Bonus: These jokes can even be used to teach your class a few lessons here and there. They may not be fart jokes but we promise they’re just as funny. Mustafa Kemal Atatürk, a Turkish field marshal and author, once said, “A good teacher is like a candle — it consumes itself to light the way for others.” Teaching is a selfless job. Equipping young minds with the tools they need isn’t easy. But that doesn’t mean it can’t be fun along the way.

The best way to lighten the mood is to kick class off with a clever chemistry pun. Sure, you’ll get some eye rolls, but there will also be some smiles. The best way to get rid of first-day jitters is to start with a joke. Here are several scholarly funnies, organized by subject, that you can bring to your classroom.

Science Teacher Jokes

1. Two guys walk into a bar. The first says he’ll have some H2O.

The second says he’ll have some H2O2. He died.

2. Why was there thunder and lightning in the lab?

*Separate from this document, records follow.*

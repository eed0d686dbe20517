//! Dealer auto-play.
//!
//! The dealer is a small state machine over the hand's evaluation,
//! re-evaluated after every draw: stand on anything over 17, stand on hard
//! 17, and stand on soft 17 unless configured to hit it. The stopping test
//! is the exact conjunction `total == 17 && (hard || !hit_soft_17)`; a
//! plain `total == 17` check would also stand on soft totals it must hit.

use tracing::debug;

use crate::card::Card;
use crate::error::GameError;
use crate::hand::{Hand, HandEvaluation};
use crate::shoe::Shoe;

/// One entry in the dealer's play transcript.
#[derive(Debug, Clone, Copy, PartialEq, Eq)]
pub struct DealerPlayStep {
    /// Step number; step 0 is the starting evaluation with no draw.
    pub step: u32,
    /// Hand total after this step.
    pub total: u8,
    /// Whether the hand was soft after this step.
    pub is_soft: bool,
    /// Whether a card was drawn at this step.
    pub drew_card: bool,
    /// The card drawn, when one was.
    pub card: Option<Card>,
}

/// Full transcript of a dealer play-out.
#[derive(Debug, Clone, PartialEq, Eq)]
pub struct DealerPlayResult {
    /// Ordered steps, starting with the no-draw initial evaluation.
    pub steps: Vec<DealerPlayStep>,
    /// The hand's evaluation when the dealer stopped.
    pub final_evaluation: HandEvaluation,
}

/// Dealer house-rule policy.
#[derive(Debug, Clone, Copy, Default)]
pub struct DealerPolicy {
    hit_soft_17: bool,
}

impl DealerPolicy {
    /// Creates a policy. `hit_soft_17` defaults to false (stand).
    #[must_use]
    pub const fn new(hit_soft_17: bool) -> Self {
        Self { hit_soft_17 }
    }

    fn stops(self, eval: &HandEvaluation) -> bool {
        if eval.is_bust || eval.total > 17 {
            return true;
        }
        eval.total == 17 && (!eval.is_soft || !self.hit_soft_17)
    }

    /// Plays the dealer hand to completion, drawing from `shoe` as needed.
    ///
    /// A natural two-card 21 stops immediately without drawing, regardless
    /// of configuration. An exhausted shoe (zero-card draw) terminates the
    /// loop without error. The hand is marked completed on exit.
    ///
    /// # Errors
    ///
    /// Propagates card source failures from the shoe.
    pub async fn play(
        self,
        shoe: &Shoe,
        hand: &mut Hand,
    ) -> Result<DealerPlayResult, GameError> {
        let mut eval = hand.evaluation();
        let mut steps = vec![DealerPlayStep {
            step: 0,
            total: eval.total,
            is_soft: eval.is_soft,
            drew_card: false,
            card: None,
        }];

        if eval.is_blackjack {
            hand.mark_completed();
            return Ok(DealerPlayResult {
                steps,
                final_evaluation: eval,
            });
        }

        let mut step = 0;
        while !self.stops(&eval) {
            let drawn = shoe.draw(1).await?;
            let Some(card) = drawn.first().copied() else {
                break;
            };
            hand.add_card(card)?;
            step += 1;
            eval = hand.evaluation();
            steps.push(DealerPlayStep {
                step,
                total: eval.total,
                is_soft: eval.is_soft,
                drew_card: true,
                card: Some(card),
            });
        }

        hand.mark_completed();
        debug!(
            total = eval.total,
            soft = eval.is_soft,
            bust = eval.is_bust,
            draws = step,
            "dealer play finished"
        );
        Ok(DealerPlayResult {
            steps,
            final_evaluation: eval,
        })
    }
}

#[cfg(test)]
mod tests {
    use super::*;
    use crate::card::{Rank, Suit};
    use crate::source::ScriptedSource;

    fn card(rank: Rank) -> Card {
        Card::new(rank, Suit::Clubs)
    }

    fn hand_of(ranks: &[Rank]) -> Hand {
        let mut hand = Hand::new();
        for &rank in ranks {
            hand.add_card(card(rank)).unwrap();
        }
        hand
    }

    fn scripted_shoe(ranks: &[Rank]) -> Shoe {
        let cards = ranks.iter().map(|&r| card(r)).collect();
        Shoe::new(Box::new(ScriptedSource::new(cards)), 1)
    }

    #[tokio::test]
    async fn stands_on_hard_seventeen_without_drawing() {
        let shoe = scripted_shoe(&[Rank::Five]);
        let mut hand = hand_of(&[Rank::Ten, Rank::Seven]);

        let result = DealerPolicy::new(false).play(&shoe, &mut hand).await.unwrap();
        assert_eq!(result.steps.len(), 1);
        assert!(!result.steps[0].drew_card);
        assert_eq!(result.final_evaluation.total, 17);
        assert!(hand.is_completed());
        assert_eq!(shoe.remaining().await, 0);
    }

    #[tokio::test]
    async fn stands_on_soft_seventeen_by_default() {
        let shoe = scripted_shoe(&[Rank::Five]);
        let mut hand = hand_of(&[Rank::Ace, Rank::Six]);

        let result = DealerPolicy::new(false).play(&shoe, &mut hand).await.unwrap();
        assert_eq!(result.steps.len(), 1);
        assert_eq!(result.final_evaluation.total, 17);
        assert!(result.final_evaluation.is_soft);
    }

    #[tokio::test]
    async fn hits_soft_seventeen_when_configured() {
        let shoe = scripted_shoe(&[Rank::Two]);
        let mut hand = hand_of(&[Rank::Ace, Rank::Six]);

        let result = DealerPolicy::new(true).play(&shoe, &mut hand).await.unwrap();
        assert_eq!(result.steps.len(), 2);
        assert!(result.steps[1].drew_card);
        assert_eq!(result.final_evaluation.total, 19);
        assert!(result.final_evaluation.is_soft);
    }

    #[tokio::test]
    async fn hits_soft_totals_below_seventeen_even_when_standing_on_soft_17() {
        // Soft 16 must be hit under either configuration.
        let shoe = scripted_shoe(&[Rank::Ace, Rank::Ten]);
        let mut hand = hand_of(&[Rank::Ace, Rank::Five]);

        let result = DealerPolicy::new(false).play(&shoe, &mut hand).await.unwrap();
        // A,5 (soft 16) draws an ace -> soft 17, then stands.
        assert_eq!(result.final_evaluation.total, 17);
        assert!(result.final_evaluation.is_soft);
        assert_eq!(result.steps.len(), 2);
    }

    #[tokio::test]
    async fn draws_until_bust_and_records_transcript() {
        let shoe = scripted_shoe(&[Rank::Four, Rank::King]);
        let mut hand = hand_of(&[Rank::Ten, Rank::Two]);

        let result = DealerPolicy::new(false).play(&shoe, &mut hand).await.unwrap();
        assert_eq!(result.steps.len(), 3);
        assert_eq!(result.steps[0].total, 12);
        assert_eq!(result.steps[1].total, 16);
        assert_eq!(result.steps[2].total, 26);
        assert!(result.final_evaluation.is_bust);
        assert_eq!(
            result.steps[2].card,
            Some(Card::new(Rank::King, Suit::Clubs))
        );
    }

    #[tokio::test]
    async fn natural_blackjack_never_draws() {
        let shoe = scripted_shoe(&[Rank::Five]);
        let mut hand = hand_of(&[Rank::Ace, Rank::King]);

        let result = DealerPolicy::new(true).play(&shoe, &mut hand).await.unwrap();
        assert_eq!(result.steps.len(), 1);
        assert!(result.final_evaluation.is_blackjack);
        assert_eq!(shoe.remaining().await, 0);
    }

    #[tokio::test]
    async fn exhausted_shoe_ends_the_loop() {
        let shoe = scripted_shoe(&[]);
        let mut hand = hand_of(&[Rank::Two, Rank::Three]);

        let result = DealerPolicy::new(false).play(&shoe, &mut hand).await.unwrap();
        assert_eq!(result.steps.len(), 1);
        assert_eq!(result.final_evaluation.total, 5);
        assert!(hand.is_completed());
    }
}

The scientists were brainstorming

3. Anyone know any jokes about sodium?

Na.

4. What’s a tornado’s favorite game?

Twister.

5. Why can’t you trust an atom?

They make up everything!

6. What do you do when no one laughs at your science jokes?

Keep trying until you get a reaction.

7. How do you know Saturn was married more than once?

Because it has a lot of rings.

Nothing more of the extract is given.